▶ **Assigned task**: Look through the entries below, please, and copy every line with the word "segment".

▶ **Records shown**:
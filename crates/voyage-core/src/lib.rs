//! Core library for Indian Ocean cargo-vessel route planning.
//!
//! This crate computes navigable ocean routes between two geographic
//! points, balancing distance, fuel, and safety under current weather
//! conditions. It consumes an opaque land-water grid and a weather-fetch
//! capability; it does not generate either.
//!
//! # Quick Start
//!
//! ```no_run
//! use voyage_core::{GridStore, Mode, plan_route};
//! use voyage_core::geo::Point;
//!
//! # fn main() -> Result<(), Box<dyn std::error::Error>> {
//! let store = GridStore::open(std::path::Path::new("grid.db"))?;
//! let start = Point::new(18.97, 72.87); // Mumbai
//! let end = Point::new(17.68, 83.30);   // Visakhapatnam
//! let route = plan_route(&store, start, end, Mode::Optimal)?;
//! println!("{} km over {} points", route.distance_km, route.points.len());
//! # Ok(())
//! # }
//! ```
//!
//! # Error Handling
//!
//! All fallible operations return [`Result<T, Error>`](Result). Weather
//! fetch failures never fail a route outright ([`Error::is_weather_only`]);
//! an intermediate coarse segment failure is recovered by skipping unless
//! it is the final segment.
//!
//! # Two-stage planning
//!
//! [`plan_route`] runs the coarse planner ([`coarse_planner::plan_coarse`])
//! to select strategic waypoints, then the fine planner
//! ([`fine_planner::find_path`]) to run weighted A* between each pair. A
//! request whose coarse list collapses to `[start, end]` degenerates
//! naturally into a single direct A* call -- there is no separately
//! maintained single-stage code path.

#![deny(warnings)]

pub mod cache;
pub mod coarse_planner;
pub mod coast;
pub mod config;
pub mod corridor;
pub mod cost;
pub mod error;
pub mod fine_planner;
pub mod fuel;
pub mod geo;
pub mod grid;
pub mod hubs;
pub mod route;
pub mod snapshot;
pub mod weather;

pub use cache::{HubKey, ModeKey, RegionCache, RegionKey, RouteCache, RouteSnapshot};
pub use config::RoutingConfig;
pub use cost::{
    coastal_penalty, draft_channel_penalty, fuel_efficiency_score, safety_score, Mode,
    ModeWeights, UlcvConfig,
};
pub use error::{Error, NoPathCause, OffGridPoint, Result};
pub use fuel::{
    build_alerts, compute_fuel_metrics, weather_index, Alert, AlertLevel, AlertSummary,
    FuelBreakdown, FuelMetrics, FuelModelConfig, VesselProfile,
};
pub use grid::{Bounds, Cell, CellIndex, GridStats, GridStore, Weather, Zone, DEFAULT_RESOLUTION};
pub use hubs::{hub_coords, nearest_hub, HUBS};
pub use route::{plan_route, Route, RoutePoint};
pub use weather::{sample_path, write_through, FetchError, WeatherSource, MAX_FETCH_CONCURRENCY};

▶ **Solution**:
//! an intermediate coarse segment failure is recovered by skipping unless
//! it is the final segment.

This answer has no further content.